Tabak, bu tür programların iletişim kanallarında kullandığı birtakım kapılar ve şifreler olduğunu belirterek, "Dolayısıyla uygulamada özel bir şifre kullanıldı mı, kullanılmadı mı diye bakılarak bir analiz yapılıp, sonuca ulaşılabilir." dedi.
Cep telefonlarının seri numaralarından da ByLock kullanıcılarının tespitinin mümkün olabileceğine dikkat çeken Tabak, şöyle devam etti:
"Bir bilgi bir yerde paylaşıldığında veya iz bıraktığında buna erişmek mümkün. Yapılan görüşmeler silinse bile, diyelim ki silindi, bunlar sonuçta birtakım sunucuların belleklerinde, disklerinde saklanan bilgiler ve her ihtimale karşı yedeği alınıyor. Bizler de gerektiğinde yedekleme yapıyoruz. Aldığınız yedekleri temizlemezseniz, oradan bile bu geçmişe dönük bilgilere ulaşılabilir. Ayrıca derin analizlerle, çalışmalarla 'Bu disklerde daha önce neler vardı, neler yoktu' bilgisi çıkabilir."

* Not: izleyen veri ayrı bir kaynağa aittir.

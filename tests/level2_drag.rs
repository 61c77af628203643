//! Level 2: Drag Tests
//!
//! Moving existing blocks, dragging new blocks in from a palette, and
//! cancelling drags.

mod common;

use common::harness::FlowHarness;
use flow_designer::{
    ElementTarget, GridSnap, Offset, PointerEvent, PointerGesture, Selection, TemplateAttributes,
};

#[test]
fn test_drag_preserves_grab_offset() {
    let harness = FlowHarness::new();
    harness.press_block(harness.a, 3.0, 3.0);
    harness.send(ElementTarget::Block(harness.a), PointerGesture::Move, 103.0, 53.0);

    assert_eq!(harness.location(harness.a), Offset::new(100.0, 50.0));

    harness.send(ElementTarget::Block(harness.a), PointerGesture::Up, 103.0, 53.0);
    let designer = harness.designer.borrow();
    assert!(designer.is_idle());
    assert_eq!(designer.graph().block(harness.a).unwrap().location, Offset::new(100.0, 50.0));
}

#[test]
fn test_canvas_moves_continue_a_drag() {
    let harness = FlowHarness::new();
    harness.press_block(harness.b, 210.0, 10.0);
    harness.move_on_canvas(250.0, 300.0);
    harness.move_on_canvas(260.0, 310.0);
    harness.release_on_canvas(260.0, 310.0);

    assert_eq!(harness.location(harness.b), Offset::new(250.0, 300.0));
}

#[test]
fn test_drag_selects_and_boosts_block() {
    let harness = FlowHarness::new();
    harness.press_block(harness.a, 5.0, 5.0);
    {
        let designer = harness.designer.borrow();
        assert_eq!(designer.selection(), Selection::Block(harness.a));
        let a = designer.graph().block(harness.a).unwrap();
        let b = designer.graph().block(harness.b).unwrap();
        assert!(a.selected);
        assert!(a.z() > b.z());
        assert_eq!(designer.dragging().unwrap().original_location, Offset::ZERO);
    }

    harness.release_on_canvas(5.0, 5.0);
    let designer = harness.designer.borrow();
    let a = designer.graph().block(harness.a).unwrap();
    assert_eq!(a.z_boost, 0);
    assert_eq!(a.z_order, 0);
}

#[test]
fn test_leaving_canvas_restores_block() {
    let harness = FlowHarness::new();
    harness.press_block(harness.a, 5.0, 5.0);
    harness.move_on_canvas(405.0, 405.0);
    assert_eq!(harness.location(harness.a), Offset::new(400.0, 400.0));

    harness.leave_canvas();
    assert_eq!(harness.location(harness.a), Offset::ZERO);
    assert!(harness.designer.borrow().is_idle());

    // Release after leaving does nothing
    harness.release_on_canvas(405.0, 405.0);
    assert_eq!(harness.location(harness.a), Offset::ZERO);
}

#[test]
fn test_snap_policy_hook() {
    let harness = FlowHarness::new();
    harness
        .designer
        .borrow_mut()
        .set_snap_policy(GridSnap { grid_size: 20.0 });
    harness.press_block(harness.a, 0.0, 0.0);
    harness.move_on_canvas(33.0, 47.0);
    assert_eq!(harness.location(harness.a), Offset::new(40.0, 40.0));
}

#[test]
fn test_palette_drop_commits_new_block() {
    let harness = FlowHarness::new();
    let id = harness
        .designer
        .borrow_mut()
        .begin_new_block_drag("and", &TemplateAttributes::default(), PointerEvent::at(75.0, 120.0))
        .unwrap();
    {
        let designer = harness.designer.borrow();
        assert!(designer.graph().block(id).is_err());
        let pending = designer.new_block().unwrap();
        assert!(pending.dragging_as_new);
        assert_eq!(pending.location, Offset::new(0.0, 100.0));
    }

    harness.move_on_canvas(75.0, 220.0);
    harness.release_on_canvas(75.0, 220.0);

    let designer = harness.designer.borrow();
    let block = designer.graph().block(id).unwrap();
    assert_eq!(block.location, Offset::new(0.0, 200.0));
    assert!(!block.dragging_as_new);
    assert_eq!(block.z_order, 2);
    assert_eq!(designer.selection(), Selection::Block(id));
}

#[test]
fn test_palette_drop_on_existing_block_is_discarded() {
    let harness = FlowHarness::new();
    let id = harness
        .designer
        .borrow_mut()
        .begin_new_block_drag("or", &TemplateAttributes::default(), PointerEvent::at(275.0, 20.0))
        .unwrap();
    harness.release_on_canvas(275.0, 20.0);

    let designer = harness.designer.borrow();
    assert!(designer.graph().block(id).is_err());
    assert_eq!(designer.graph().blocks().len(), 2);
    assert!(designer.new_block().is_none());
}

#[test]
fn test_palette_drag_cancelled_by_leave() {
    let harness = FlowHarness::new();
    harness
        .designer
        .borrow_mut()
        .begin_new_block_drag(
            "delay",
            &TemplateAttributes::default(),
            PointerEvent::at(400.0, 400.0),
        )
        .unwrap();
    assert_eq!(harness.designer.borrow().block_views().len(), 3);

    harness.leave_canvas();
    let designer = harness.designer.borrow();
    assert_eq!(designer.block_views().len(), 2);
    assert!(designer.new_block().is_none());
}

#[test]
fn test_leaving_canvas_abandons_connection() {
    let harness = FlowHarness::new();
    let b_in = harness.only_pin(harness.b);
    harness.press_pin(harness.a, harness.only_pin(harness.a));
    let (x, y) = harness.pin_center(harness.b, b_in);
    harness.move_on_canvas(x, y);
    assert!(harness.designer.borrow().connecting().is_some());

    harness.leave_canvas();
    assert!(harness.designer.borrow().is_idle());
    assert!(harness.designer.borrow().connecting_view().is_none());

    // Releasing over B's input afterwards connects nothing
    harness.send(
        ElementTarget::Pin {
            block: harness.b,
            pin: b_in,
        },
        PointerGesture::Up,
        x,
        y,
    );
    let designer = harness.designer.borrow();
    assert!(designer.is_idle());
    assert!(designer.graph().connections().is_empty());
}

Vatandaşlara da güvenlik uyarısında bulunan Tabak, "Vatandaşlarımız birçok uygulamayı indirdiği zaman, verisinin, bilgisinin paylaşılmasını da kabul ediyor. Programlar indirilirken 'İzin ver' diye bir buton var. Bunların çoğu okunmadan kabul ediliyor. Öyle olunca bunlar çeşitli dolandırıcılık yöntemlerine de alet olabiliyor. Burada toplanan veriler bir şekilde başkalarının eline geçebiliyor. Olabildiğince lisanslı ürün kullanmak gerekli." ifadelerini kullandı.
FETÖ mensuplarının deşifre edilmesinde referans oldu
FETÖ'nün 15 Temmuz'daki darbe girişiminin ardından başlatılan soruşturmalar sırasında, bir şüphelinin cep telefonunda bulunan ByLock programının, soruşturmanın derinleştirilmesiyle FETÖ mensupları tarafından haberleşmede kulanılan kripto bir yazılım olduğu ortaya çıkmıştı.
2014 aralık ayından önce bir oyun programının mesajlaşma ara yüzü olarak kullanılan uygulamanın, bu tarihten sonra FETÖ'nün Ar-Ge bölümü tarafından güvenlik katmanları eklenerek Türkçeleştirildiği ve örgüt içi haberleşmede kullanılmaya başlandığı belirlenmişti. Milli İstihbarat Teşkilatı (MİT) uzmanları tarafından şifreleri kırılan ByLock uygulaması, FETÖ'nün darbe girişimine ilişkin soruşturmada, örgüt mensuplarının deşifre edilmesinde en önemli referanslardan biri oldu.